When Fitzgerald explained that she had married her long-term partner Victoria—the couple at that point had been together for 22 years—she was told she could remain in her job for the remainder of the year if she were leave her wife and daughter, and remain completely silent about her relationship.

But whatever choice she made, the school said it would not renew her contract for a job she held for 14 years and “adored.”

In an interview with Ellen DeGeneres in 2019 Fitzgerald said that shortly after she was given the ultimatum, she was put on administrative leave and banned from campus.

As if this was not bad enough, the school announced its action against her on social media, and effectively “outed” her to the entire world.
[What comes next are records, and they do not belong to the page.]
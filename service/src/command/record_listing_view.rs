//! [`Command`] for recording a view of a [`Listing`].

use common::operations::Update;
use derive_more::{Display, Error, From};
use tracerr::Traced;

use crate::{
    domain::{listing, Listing},
    infra::{database, Database},
    Service,
};

use super::Command;

/// [`Command`] for recording a view of a [`Listing`].
#[derive(Clone, Copy, Debug)]
pub struct RecordListingView {
    /// ID of the viewed [`Listing`].
    pub listing_id: listing::Id,
}

impl<Db, Pg, Nt> Command<RecordListingView> for Service<Db, Pg, Nt>
where
    Db: Database<
        Update<(listing::Id, listing::Counter)>,
        Ok = bool,
        Err = Traced<database::Error>,
    >,
{
    type Ok = ();
    type Err = Traced<ExecutionError>;

    async fn execute(
        &self,
        cmd: RecordListingView,
    ) -> Result<Self::Ok, Self::Err> {
        use ExecutionError as E;

        let RecordListingView { listing_id } = cmd;

        let updated = self
            .database()
            .execute(Update((listing_id, listing::Counter::Views)))
            .await
            .map_err(tracerr::map_from_and_wrap!(=> E))?;
        if !updated {
            return Err(tracerr::new!(E::ListingNotExists(listing_id)));
        }
        Ok(())
    }
}

/// Error of [`RecordListingView`] [`Command`] execution.
#[derive(Debug, Display, Error, From)]
pub enum ExecutionError {
    /// [`Database`] error.
    #[display("`Database` operation failed: {_0}")]
    Db(database::Error),

    /// [`Listing`] with the provided ID does not exist.
    #[display("`Listing(id: {_0})` does not exist")]
    #[from(ignore)]
    ListingNotExists(#[error(not(source))] listing::Id),
}

#[cfg(test)]
mod spec {
    use crate::{
        domain::listing::{self, BookingMode, CancellationPolicy},
        fixture,
        Command as _,
    };

    use super::{ExecutionError, RecordListingView};

    #[tokio::test]
    async fn increments_view_counter() {
        let svc = fixture::service();
        let listing = fixture::listing(
            &svc,
            BookingMode::Instant,
            CancellationPolicy::Flexible,
        )
        .await;

        for _ in 0..3 {
            svc.execute(RecordListingView {
                listing_id: listing.id,
            })
            .await
            .unwrap();
        }

        let stored = fixture::reload_listing(&svc, listing.id).await;
        assert_eq!(stored.view_count, 3);
        assert_eq!(stored.booking_count, 0);
    }

    #[tokio::test]
    async fn unknown_listing() {
        let svc = fixture::service();

        let err = svc
            .execute(RecordListingView {
                listing_id: listing::Id::new(),
            })
            .await
            .unwrap_err();

        assert!(matches!(err.as_ref(), ExecutionError::ListingNotExists(_)));
    }
}
//! [`Review`] read model definitions.

use common::Date;

#[cfg(doc)]
use crate::domain::{Booking, Review};

/// Selector of unpublished [`Review`]s of completed [`Booking`]s ended on or
/// before the provided [`Date`].
#[derive(Clone, Copy, Debug)]
pub struct Overdue {
    /// Latest end [`Date`] of the [`Booking`]s.
    pub ended_by: Date,
}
So she sued Roncalli High, which had providing her with “years of exceptional performance reviews”, and the Catholic Archdiocese of Indinapolis—and lost.

She appealed the decision and on July 13 The United States Court of Appeals for the Seventh Circuit sided with the school.

An outfit called The Becket Fund for Religious Liberty, which represented the school and the Archdiocese, issued a statement applauding the court’s decision that that the “Constitution forbids the government from interfering with a religious school’s selection of who will pass on the faith to the next generation.”

Becket’s statement said:

At Roncalli High School, education goes beyond the basic subjects to help form students’ hearts and minds in the Catholic faith. To accomplish that mission, Roncalli asks its teachers, administrators, and guidance counselors to sign contracts agreeing to uphold Church teaching in both word and deed.

In 2018, Shelly Fitzgerald, the co-director of guidance, told the school she was in a same-sex union in violation of her contract and millennia-old Catholic teaching.

Image via The Becket Fund for Religious Liberty

Said Joseph Davis, above, counsel at Becket.

Religious schools exist to pass on the faith to the next generation, and to do that, they need the freedom to choose leaders who are fully committed to their religious mission. The precedent keeps piling up: Catholic schools can ask Catholic school teachers and administrators to be fully supportive of Catholic teaching.

Becket pointed out that this ruling is the latest in a string of court decisions protecting the leadership choices of the Archdiocese and other faith-based schools.

Last summer, a federal court threw out a similar lawsuit by another guidance counselor at Roncalli High School in Starkey v. Roncalli High School and Archdiocese of Indianapolis.

Soon after, the Indiana Supreme Court did the same in Payne-Elliot v. Archdiocese of Indianapolis. These rulings build on Becket’s successful defense of religious groups’ leadership decisions at the Supreme Court in Our Lady of Guadalupe School v. Morrissey-Berru and Hosanna-Tabor Lutheran Evangelical School v. EEOC

Davis added that the ruling is:

Common-sense: decisions about who conveys the Catholic faith to Catholic school children are for the Church, not the government. Many parents entrust their children to religious schools precisely because those schools help to pass on the faith, and this victory ensures they remain free to do so.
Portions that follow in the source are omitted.